Ce pouvait être l’Ours Blanc Fantôme à Dix Jambes lui-même, ou tout autre chose, car les privations avaient tellement affaibli Kotuko et la jeune fille qu’ils ne pouvaient guère se fier à leurs yeux. Ils n’avaient rien attrapé, pas même aperçu trace de gibier depuis leur départ du village, leur provision ne pourrait durer une autre semaine, et une tempête menaçait. Or, une tempête polaire peut souffler pendant dix jours sans interruption, et, tout ce temps, c’est la mort certaine de se trouver dehors. Kotuko éleva une maison de neige assez grande pour y remiser le traîneau à main (il n’est jamais sage de se séparer de ses vivres et, pendant qu’il façonnait le dernier bloc de glace qui forme la clef de voûte du toit, il vit une Chose qui l’observait du haut d’une petite falaise de glace, à un demi-mille de là. L’atmosphère était brumeuse, et la chose semblait avoir quarante pieds de long et dix pieds de haut, avec vingt pieds de queue et une silhouette aux contours tremblotans. La jeune fille la vit aussi ; mais, au lieu de pousser des cris de frayeur, elle dit avec calme :

— C’est Quiquern. Que va-t-il arriver ?

— Il va me parler, répondit Kotuko.

Mais le couteau à neige tremblait dans sa main, car, pour grande que soit l’amitié qu’un homme se flatte d’entretenir avec des esprits étranges ou hideux, il aime rarement à être pris tout à fait au mot. Quiquern. par-dessus le marché, n’est autre que le spectre d’un gigantesque chien édenté, sans poil sur le corps, qui habite, dit-on, l’extrême Nord, et qu’on voit errer dans le pays avant qu’il arrive des choses.
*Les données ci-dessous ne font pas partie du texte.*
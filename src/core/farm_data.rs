//! Farm Data Client
//!
//! Consumer-facing query API. Every read goes through the request cache,
//! every network call through the retry policy, every result through the
//! decoder. Leaderboards are assembled from cached per-player reads.

use alloy_primitives::{Address, U256};
use futures_util::future::{try_join, FutureExt};
use futures_util::stream::{self, StreamExt, TryStreamExt};
use std::collections::BTreeSet;
use std::sync::Arc;
use tokio::runtime::Handle;
use tracing::{debug, info};

use crate::core::leaderboard::{Leaderboard, LeaderboardKind, LeaderboardStats, ScoringWeights};
use crate::models::config::{FarmConfig, LogScanConfig};
use crate::models::errors::{ChainError, ChainResult};
use crate::models::query::{ContractId, EventKind, LogQuery, QueryArg, QueryKey, ReadCall};
use crate::models::types::{
    BoosterType, CropType, EventRecord, LandInfo, PlayerStatRecord, PlayerStats, PriceQuote,
    SeedInfo, ViewValue, WeatherSlot,
};
use crate::providers::retry::{with_retry, RetryPolicy};
use crate::providers::rpc::ChainClient;
use crate::utils::cache::{CacheStats, RequestCache};
use crate::utils::decoder::FarmDecoder;

/// Events whose participants count as farmers
const PLAYER_EVENTS: [EventKind; 4] = [
    EventKind::LandClaimed,
    EventKind::CropHarvested,
    EventKind::CropStolen,
    EventKind::HelpProvided,
];

pub struct FarmDataClient<C: ChainClient> {
    chain: Arc<C>,
    cache: RequestCache<ViewValue>,
    retry: RetryPolicy,
    weights: ScoringWeights,
    logs: LogScanConfig,
}

impl<C: ChainClient> Clone for FarmDataClient<C> {
    fn clone(&self) -> Self {
        Self {
            chain: Arc::clone(&self.chain),
            cache: self.cache.clone(),
            retry: self.retry,
            weights: self.weights,
            logs: self.logs,
        }
    }
}

impl<C: ChainClient> FarmDataClient<C> {
    pub fn new(chain: C, config: &FarmConfig) -> Self {
        Self::with_shared(Arc::new(chain), config)
    }

    /// Inside a tokio runtime this also starts the cache sweep, which stops
    /// once every clone of the client is dropped.
    pub fn with_shared(chain: Arc<C>, config: &FarmConfig) -> Self {
        let cache = RequestCache::new(&config.cache);
        if Handle::try_current().is_ok() {
            cache.spawn_cleanup(config.cache.cleanup_interval);
        } else {
            debug!("no tokio runtime, cache sweep not started");
        }

        Self {
            chain,
            cache,
            retry: config.retry,
            weights: config.weights,
            logs: config.logs,
        }
    }

    pub fn chain(&self) -> &Arc<C> {
        &self.chain
    }

    pub fn cache(&self) -> &RequestCache<ViewValue> {
        &self.cache
    }

    pub fn cache_stats(&self) -> CacheStats {
        self.cache.stats()
    }

    // ============================================
    // GENERIC QUERIES
    // ============================================

    /// Cached read by key: a contract method or an event-log window
    pub async fn query(&self, key: &QueryKey) -> ChainResult<ViewValue> {
        match ReadCall::from_key(key) {
            Ok(call) => self.read(&call).await,
            Err(read_err) => match LogQuery::from_key(key) {
                Ok(window) => self.log_window(&window).await,
                Err(_) => Err(read_err),
            },
        }
    }

    /// Cached, deduplicated, retried contract read
    pub async fn read(&self, call: &ReadCall) -> ChainResult<ViewValue> {
        let key = call.key();
        let chain = Arc::clone(&self.chain);
        let retry = self.retry;
        let call = call.clone();

        self.cache
            .get(&key, move || {
                async move {
                    let label = format!("{}.{}", call.contract(), call.method());
                    let raw = with_retry(&retry, &label, || chain.call(&call)).await?;
                    FarmDecoder::decode_return(&call, &raw)
                }
                .boxed()
            })
            .await
    }

    /// Cached logs for one block window
    pub async fn log_window(&self, window: &LogQuery) -> ChainResult<ViewValue> {
        let key = window.key();
        let chain = Arc::clone(&self.chain);
        let retry = self.retry;
        let window = window.clone();

        self.cache
            .get(&key, move || {
                async move {
                    let label = format!("{}.{} logs", window.contract, window.event.name());
                    let logs = with_retry(&retry, &label, || chain.get_logs(&window)).await?;
                    let records: Vec<EventRecord> =
                        logs.iter().filter_map(FarmDecoder::decode_event).collect();
                    if records.len() < logs.len() {
                        debug!("skipped {} undecodable {} logs", logs.len() - records.len(), label);
                    }
                    Ok(ViewValue::Events(records))
                }
                .boxed()
            })
            .await
    }

    pub fn invalidate(&self, key: &QueryKey) {
        self.cache.invalidate(key);
    }

    /// Drop every cached read that takes `player` as an argument
    pub fn invalidate_player(&self, player: Address) -> usize {
        let arg = QueryArg::Address(player);
        self.cache.invalidate_where(|key| key.args.contains(&arg))
    }

    // ============================================
    // TYPED GETTERS
    // ============================================

    pub async fn land_info(&self, land_id: U256) -> ChainResult<LandInfo> {
        match self.read(&ReadCall::LandInfo { land_id }).await? {
            ViewValue::Land(land) => Ok(land),
            other => Err(unexpected("land", &other)),
        }
    }

    pub async fn seed_info(&self, token_id: U256) -> ChainResult<SeedInfo> {
        match self.read(&ReadCall::SeedInfo { token_id }).await? {
            ViewValue::Seed(seed) => Ok(seed),
            other => Err(unexpected("seed", &other)),
        }
    }

    pub async fn player_stats(&self, player: Address) -> ChainResult<PlayerStats> {
        match self.read(&ReadCall::PlayerStats { player }).await? {
            ViewValue::PlayerStats(stats) => Ok(stats),
            other => Err(unexpected("player_stats", &other)),
        }
    }

    pub async fn kind_balance(&self, owner: Address) -> ChainResult<U256> {
        self.read_uint(ReadCall::KindBalance { owner }).await
    }

    /// Shop price for a crop
    pub async fn seed_price(&self, crop: CropType) -> ChainResult<PriceQuote> {
        match self.read(&ReadCall::ShopSeedPrice { crop }).await? {
            ViewValue::Price(price) => Ok(price),
            other => Err(unexpected("price", &other)),
        }
    }

    pub async fn booster_price(&self, booster: BoosterType) -> ChainResult<PriceQuote> {
        match self.read(&ReadCall::BoosterPrice { booster }).await? {
            ViewValue::Price(price) => Ok(price),
            other => Err(unexpected("price", &other)),
        }
    }

    pub async fn available_seeds(&self, pay_with_kind: bool) -> ChainResult<Vec<CropType>> {
        let call = if pay_with_kind {
            ReadCall::ShopSeedsForKind
        } else {
            ReadCall::ShopSeedsForNative
        };
        match self.read(&call).await? {
            ViewValue::Crops(crops) => Ok(crops),
            other => Err(unexpected("crops", &other)),
        }
    }

    pub async fn remaining_daily_helps(&self, helper: Address) -> ChainResult<U256> {
        self.read_uint(ReadCall::RemainingDailyHelps { helper }).await
    }

    pub async fn available_lands(&self) -> ChainResult<Vec<U256>> {
        match self.read(&ReadCall::AvailableLands).await? {
            ViewValue::Uints(ids) => Ok(ids),
            other => Err(unexpected("uints", &other)),
        }
    }

    pub async fn total_lands(&self) -> ChainResult<U256> {
        self.read_uint(ReadCall::TotalLands).await
    }

    pub async fn weather_forecast(&self, land_id: U256) -> ChainResult<Vec<WeatherSlot>> {
        match self.read(&ReadCall::WeatherForecast { land_id }).await? {
            ViewValue::Weather(slots) => Ok(slots),
            other => Err(unexpected("weather", &other)),
        }
    }

    async fn read_uint(&self, call: ReadCall) -> ChainResult<U256> {
        match self.read(&call).await? {
            ViewValue::Uint(v) => Ok(v),
            other => Err(unexpected("uint", &other)),
        }
    }

    // ============================================
    // EVENT SCANNING
    // ============================================

    /// All `event` logs of `contract` from the configured start block to head
    pub async fn scan_events(
        &self,
        contract: ContractId,
        event: EventKind,
    ) -> ChainResult<Vec<EventRecord>> {
        let head = with_retry(&self.retry, "eth_blockNumber", || self.chain.block_number()).await?;
        self.scan_events_range(contract, event, self.logs.from_block, head)
            .await
    }

    /// Inclusive block range, split into `chunk_size` windows
    pub async fn scan_events_range(
        &self,
        contract: ContractId,
        event: EventKind,
        from_block: u64,
        to_block: u64,
    ) -> ChainResult<Vec<EventRecord>> {
        if !event.emitted_by(contract) {
            return Err(ChainError::unknown_method(format!(
                "{} does not emit {}",
                contract,
                event.name()
            )));
        }

        let mut records = Vec::new();
        let span = self.logs.chunk_size.max(1);
        let mut start = from_block;

        while start <= to_block {
            let end = start.saturating_add(span - 1).min(to_block);
            let window = LogQuery {
                contract,
                event,
                from_block: start,
                to_block: end,
            };
            match self.log_window(&window).await? {
                ViewValue::Events(events) => records.extend(events),
                other => return Err(unexpected("events", &other)),
            }
            if end == u64::MAX {
                break;
            }
            start = end + 1;
        }

        debug!(
            "📜 {} {} events in blocks {}..={}",
            records.len(),
            event.name(),
            from_block,
            to_block
        );
        Ok(records)
    }

    /// Distinct addresses that ever claimed, harvested, stole or helped
    pub async fn discover_players(&self) -> ChainResult<Vec<Address>> {
        let head = with_retry(&self.retry, "eth_blockNumber", || self.chain.block_number()).await?;

        let mut players = BTreeSet::new();
        for event in PLAYER_EVENTS {
            let records = self
                .scan_events_range(ContractId::FarmGame, event, self.logs.from_block, head)
                .await?;
            for record in records {
                players.extend(record.event.participants());
            }
        }
        players.remove(&Address::ZERO);

        info!("👥 Discovered {} players up to block {}", players.len(), head);
        Ok(players.into_iter().collect())
    }

    /// Stats and KIND balance for each address, read with bounded concurrency
    pub async fn player_records(&self, players: &[Address]) -> ChainResult<Vec<PlayerStatRecord>> {
        let mut records: Vec<PlayerStatRecord> = stream::iter(players.iter().copied())
            .map(|player| async move {
                let (stats, kind) = try_join(self.player_stats(player), self.kind_balance(player)).await?;
                Ok::<_, ChainError>(PlayerStatRecord::new(player, &stats, kind))
            })
            .buffer_unordered(self.logs.max_concurrency.max(1))
            .try_collect()
            .await?;

        records.sort_by_key(|r| r.address);
        Ok(records)
    }

    // ============================================
    // LEADERBOARDS
    // ============================================

    pub async fn crop_leaderboard(&self, mine: Option<&str>) -> ChainResult<Leaderboard> {
        self.leaderboard(LeaderboardKind::Crops, mine).await
    }

    pub async fn kindness_leaderboard(&self, mine: Option<&str>) -> ChainResult<Leaderboard> {
        self.leaderboard(LeaderboardKind::Kindness, mine).await
    }

    async fn leaderboard(&self, kind: LeaderboardKind, mine: Option<&str>) -> ChainResult<Leaderboard> {
        let players = self.discover_players().await?;
        let records = self.player_records(&players).await?;
        let board = Leaderboard::build(&records, kind, &self.weights, mine);

        info!("🏆 {}: {} players", kind.title(), board.len());
        Ok(board)
    }

    pub async fn leaderboard_stats(&self) -> ChainResult<LeaderboardStats> {
        let players = self.discover_players().await?;
        let records = self.player_records(&players).await?;
        Ok(LeaderboardStats::from_records(&records))
    }
}

fn unexpected(expected: &str, got: &ViewValue) -> ChainError {
    ChainError::decode(format!("expected {} value, got {}", expected, got.kind()))
}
Ces événemens peuvent être bon ou mauvais, mais tes sorciers eux-mêmes ne se soucient guère de parler de Quiquern. Il rend les chiens fous. Comme l’Ours Fantôme, il a plusieurs paires de pattes d’extra, — six ou huit, — et la Chose qu’ils voyaient sauter de haut en bas dans la brume avait plus de jambes que nul chien de chair et d’os n’en a besoin.